Return the data. Every word must match.

+ + + + +

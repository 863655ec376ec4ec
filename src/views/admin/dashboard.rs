use super::status_classes;
use crate::components::StatCard;
use crate::data::get_admin_stats;
use crate::icons::*;
use crate::state::StoreState;
use akkss_common::format;
use dioxus::prelude::*;

const RECENT_ORDERS: usize = 5;

#[component]
pub fn AdminDashboard() -> Element {
    let store = use_context::<StoreState>();
    let stats = use_hook(get_admin_stats);
    let live_products = store.products.read().len();
    let orders = store.orders.read();
    let recent: Vec<_> = orders.iter().take(RECENT_ORDERS).cloned().collect();
    let live_orders = orders.len();
    drop(orders);

    rsx! {
        div { class: "space-y-6",
            div { class: "grid grid-cols-1 md:grid-cols-2 xl:grid-cols-4 gap-4",
                StatCard {
                    label: "Products".to_string(),
                    value: format::count(u64::from(stats.total_products)),
                    hint: Some(format!("{live_products} in this catalog")),
                    icon: rsx! { Package { size: 22 } },
                }
                StatCard {
                    label: "Orders".to_string(),
                    value: format::count(u64::from(stats.total_orders)),
                    hint: Some(format!("{live_orders} in this session")),
                    icon: rsx! { ShoppingCart { size: 22 } },
                    accent: Some("bg-blue-100 text-blue-700".to_string()),
                }
                StatCard {
                    label: "Users".to_string(),
                    value: format::count(u64::from(stats.total_users)),
                    icon: rsx! { Users { size: 22 } },
                    accent: Some("bg-purple-100 text-purple-700".to_string()),
                }
                StatCard {
                    label: "Revenue".to_string(),
                    value: format::rupees(stats.total_revenue),
                    icon: rsx! { TrendingUp { size: 22 } },
                    accent: Some("bg-yellow-100 text-yellow-700".to_string()),
                }
            }

            div { class: "bg-card border border-border rounded-2xl p-6",
                h3 { class: "text-lg font-semibold mb-4 flex items-center gap-2",
                    Leaf { size: 20, class: Some("text-primary".to_string()) }
                    "Environmental Impact"
                }
                div { class: "grid grid-cols-1 md:grid-cols-2 gap-4",
                    div { class: "text-center p-4 bg-green-50 rounded-lg",
                        div { class: "text-2xl font-bold text-green-600", "{format::count(stats.total_trees)}" }
                        div { class: "text-sm text-muted-foreground", "Trees Planted" }
                    }
                    div { class: "text-center p-4 bg-blue-50 rounded-lg",
                        div { class: "text-2xl font-bold text-blue-600", "{format::tonnes(stats.total_co2_saved)}" }
                        div { class: "text-sm text-muted-foreground", "CO₂ Saved" }
                    }
                }
            }

            div { class: "bg-card border border-border rounded-2xl p-6",
                h3 { class: "text-lg font-semibold mb-4", "Recent Orders" }
                if recent.is_empty() {
                    p { class: "text-sm text-muted-foreground", "No orders yet." }
                }
                div { class: "space-y-3",
                    for order in recent {
                        div {
                            key: "{order.id}",
                            class: "flex items-center justify-between p-3 bg-accent/40 rounded-lg",
                            div {
                                p { class: "font-medium", "{order.order_number}" }
                                p { class: "text-sm text-muted-foreground", "{order.customer_name}" }
                            }
                            div { class: "text-right",
                                p { class: "font-medium", "{format::rupees(order.total_amount)}" }
                                span { class: "px-2 py-1 rounded-full text-xs {status_classes(order.status)}",
                                    "{order.status.label()}"
                                }
                            }
                        }
                    }
                }
            }
        }
    }
}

+ + + + +

_Written response:_
repository 863655ec376ec4ec
filename src/views/admin/dashboard.rs
use super::status_classes;
use crate::components::StatCard;
use crate::data::get_admin_stats;
use crate::icons::*;
use crate::state::StoreState;
use akkss_common::format;
use dioxus::prelude::*;

const RECENT_ORDERS: usize = 5;

#[component]
pub fn AdminDashboard() -> Element {
    let store = use_context::<StoreState>();
    let stats = use_hook(get_admin_stats);
    let live_products = store.products.read().len();
    let orders = store.orders.read();
    let recent: Vec<_> = orders.iter().take(RECENT_ORDERS).cloned().collect();
    let live_orders = orders.len();
    drop(orders);

    rsx! {
        div { class: "space-y-6",
            div { class: "grid grid-cols-1 md:grid-cols-2 xl:grid-cols-4 gap-4",
                StatCard {
                    label: "Products".to_string(),
                    value: format::count(u64::from(stats.total_products)),
                    hint: Some(format!("{live_products} in this catalog")),
                    icon: rsx! { Package { size: 22 } },
                }
                StatCard {
                    label: "Orders".to_string(),
                    value: format::count(u64::from(stats.total_orders)),
                    hint: Some(format!("{live_orders} in this session")),
                    icon: rsx! { ShoppingCart { size: 22 } },
                    accent: Some("bg-blue-100 text-blue-700".to_string()),
                }
                StatCard {
                    label: "Users".to_string(),
                    value: format::count(u64::from(stats.total_users)),
                    icon: rsx! { Users { size: 22 } },
                    accent: Some("bg-purple-100 text-purple-700".to_string()),
                }
                StatCard {
                    label: "Revenue".to_string(),
                    value: format::rupees(stats.total_revenue),
                    icon: rsx! { TrendingUp { size: 22 } },
                    accent: Some("bg-yellow-100 text-yellow-700".to_string()),
                }
            }

            div { class: "bg-card border border-border rounded-2xl p-6",
                h3 { class: "text-lg font-semibold mb-4 flex items-center gap-2",
                    Leaf { size: 20, class: Some("text-primary".to_string()) }
                    "Environmental Impact"
                }
                div { class: "grid grid-cols-1 md:grid-cols-2 gap-4",
                    div { class: "text-center p-4 bg-green-50 rounded-lg",
                        div { class: "text-2xl font-bold text-green-600", "{format::count(stats.total_trees)}" }
                        div { class: "text-sm text-muted-foreground", "Trees Planted" }
                    }
                    div { class: "text-center p-4 bg-blue-50 rounded-lg",
                        div { class: "text-2xl font-bold text-blue-600", "{format::tonnes(stats.total_co2_saved)}" }
                        div { class: "text-sm text-muted-foreground", "CO₂ Saved" }
                    }
                }
            }

            div { class: "bg-card border border-border rounded-2xl p-6",
                h3 { class: "text-lg font-semibold mb-4", "Recent Orders" }
                if recent.is_empty() {
                    p { class: "text-sm text-muted-foreground", "No orders yet." }
                }
                div { class: "space-y-3",
                    for order in recent {
                        div {
                            key: "{order.id}",
                            class: "flex items-center justify-between p-3 bg-accent/40 rounded-lg",
                            div {
                                p { class: "font-medium", "{order.order_number}" }
                                p { class: "text-sm text-muted-foreground", "{order.customer_name}" }
                            }
                            div { class: "text-right",
                                p { class: "font-medium", "{format::rupees(order.total_amount)}" }
                                span { class: "px-2 py-1 rounded-full text-xs {status_classes(order.status)}",
                                    "{order.status.label()}"
                                }
                            }
                        }
                    }
                }
            }
        }
    }
}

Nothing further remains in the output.